◆ **DATA RECORDS**:
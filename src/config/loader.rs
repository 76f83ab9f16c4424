//! Configuration loading from disk.

use std::fs;
use std::path::Path;

use thiserror::Error;

use crate::config::schema::DashboardConfig;
use crate::config::validation::{validate_config, ValidationError};

/// Error type for configuration loading.
#[derive(Debug, Error)]
pub enum ConfigError {
    #[error("IO error: {0}")]
    Io(#[from] std::io::Error),

    #[error("Parse error: {0}")]
    Parse(#[from] toml::de::Error),

    #[error("Validation failed: {}", join_errors(.0))]
    Validation(Vec<ValidationError>),
}

fn join_errors(errors: &[ValidationError]) -> String {
    errors
        .iter()
        .map(ToString::to_string)
        .collect::<Vec<_>>()
        .join(", ")
}

/// Load and validate configuration from a TOML file.
pub fn load_config(path: &Path) -> Result<DashboardConfig, ConfigError> {
    let content = fs::read_to_string(path)?;
    parse_config(&content)
}

/// Parse and validate configuration from TOML text.
pub fn parse_config(content: &str) -> Result<DashboardConfig, ConfigError> {
    let config: DashboardConfig = toml::from_str(content)?;

    validate_config(&config).map_err(ConfigError::Validation)?;

    Ok(config)
}
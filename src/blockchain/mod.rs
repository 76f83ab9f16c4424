//! Blockchain integration subsystem.
//!
//! # Data Flow
//! ```text
//! Environment Variables (private key)
//!     → wallet.rs (key loading)
//!     → client.rs (RPC connection, failover reads, signing provider)
//!     → transaction.rs (send, confirm, decode receipt events)
//!     → errors.rs (normalize every failure into BlockchainError)
//! ```
//!
//! # Security Constraints
//! - Private keys ONLY from environment variables
//! - Never log private keys or passwords
//! - All RPC calls have configurable timeouts
//! - Graceful degradation when blockchain unreachable

pub mod client;
pub mod errors;
pub mod transaction;
pub mod types;
pub mod wallet;

pub use client::BlockchainClient;
pub use types::{BlockchainConfig, BlockchainError, BlockchainResult, ChainId};
pub use wallet::Wallet;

◆ **ACTION ITEM**: The whole listing above is to be output exactly.

◆ **ANSWER SPACE**:
filename src/config/loader.rs
repository 76f83ab9f16c4424
//! Configuration loading from disk.

use std::fs;
use std::path::Path;

use thiserror::Error;

use crate::config::schema::DashboardConfig;
use crate::config::validation::{validate_config, ValidationError};

/// Error type for configuration loading.
#[derive(Debug, Error)]
pub enum ConfigError {
    #[error("IO error: {0}")]
    Io(#[from] std::io::Error),

    #[error("Parse error: {0}")]
    Parse(#[from] toml::de::Error),

    #[error("Validation failed: {}", join_errors(.0))]
    Validation(Vec<ValidationError>),
}

fn join_errors(errors: &[ValidationError]) -> String {
    errors
        .iter()
        .map(ToString::to_string)
        .collect::<Vec<_>>()
        .join(", ")
}

/// Load and validate configuration from a TOML file.
pub fn load_config(path: &Path) -> Result<DashboardConfig, ConfigError> {
    let content = fs::read_to_string(path)?;
    parse_config(&content)
}

/// Parse and validate configuration from TOML text.
pub fn parse_config(content: &str) -> Result<DashboardConfig, ConfigError> {
    let config: DashboardConfig = toml::from_str(content)?;

    validate_config(&config).map_err(ConfigError::Validation)?;

    Ok(config)
}
filename src/blockchain/mod.rs
repository 76f83ab9f16c4424
//! Blockchain integration subsystem.
//!
//! # Data Flow
//! ```text
//! Environment Variables (private key)
//!     → wallet.rs (key loading)
//!     → client.rs (RPC connection, failover reads, signing provider)
//!     → transaction.rs (send, confirm, decode receipt events)
//!     → errors.rs (normalize every failure into BlockchainError)
//! ```
//!
//! # Security Constraints
//! - Private keys ONLY from environment variables
//! - Never log private keys or passwords
//! - All RPC calls have configurable timeouts
//! - Graceful degradation when blockchain unreachable

pub mod client;
pub mod errors;
pub mod transaction;
pub mod types;
pub mod wallet;

pub use client::BlockchainClient;
pub use types::{BlockchainConfig, BlockchainError, BlockchainResult, ChainId};
pub use wallet::Wallet;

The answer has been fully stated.